● Directions
Your task is to copy the lines of the data below from the line holding "state machine |" through the line holding "and thumbnails |", inclusive, exactly and with nothing added.
#### Input data ####
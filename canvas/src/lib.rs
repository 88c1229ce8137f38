//! Diagram editor engine for on-site deck estimates.
//!
//! This crate owns the full lifecycle of a diagram: generating a deck layout
//! from entered measurements, translating pointer events into scene
//! mutations, keeping snapshot undo/redo, hit-testing and transforming the
//! selection, and producing a display list that is painted on screen or
//! rasterized to PNG. Hosts wire input events to [`engine::EngineCore`] and
//! react to the returned [`engine::Action`]s.
//!
//! ## Module layout
//!
//! | Module | Role |
//! |--------|------|
//! | [`engine`] | Testable [`engine::EngineCore`]: tools, commands, export |
//! | [`doc`] | Entities, shapes, styles, and the [`doc::Scene`] store |
//! | [`history`] | Bounded snapshot undo/redo |
//! | [`scale`] | Points, viewport, and the feet/pixel scale model |
//! | [`layout`] | Auto-generated deck layout: posts, stairs, dimension lines |
//! | [`catalog`] | Builder-mode component templates |
//! | [`input`] | Tools, editor mode, and the gesture state machine |
//! | [`hit`] | Hit-testing against entities |
//! | [`transform`] | Snap, resize, rotate, re-layer, duplicate, lock, hide |
//! | [`render`] | Display list and the [`render::Painter`] trait |
//! | [`export`] | tiny-skia raster export and thumbnails |
//! | [`record`] | Saved-drawing record |
//! | [`config`] | Editor tuning knobs |
//! | [`consts`] | Shared numeric constants (grid pitch, floors, stair rise, etc.) |
//! | `web` | HTML canvas painter and `Engine` wrapper (feature `web`) |

pub mod catalog;
pub mod config;
pub mod consts;
pub mod doc;
pub mod engine;
pub mod export;
pub mod history;
pub mod hit;
pub mod input;
pub mod layout;
pub mod record;
pub mod render;
pub mod scale;
pub mod transform;
#[cfg(feature = "web")]
pub mod web;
####
● Exercise output
//! | [`input`] | Tools, editor mode, and the gesture state machine |
//! | [`hit`] | Hit-testing against entities |
//! | [`transform`] | Snap, resize, rotate, re-layer, duplicate, lock, hide |
//! | [`render`] | Display list and the [`render::Painter`] trait |
//! | [`export`] | tiny-skia raster export and thumbnails |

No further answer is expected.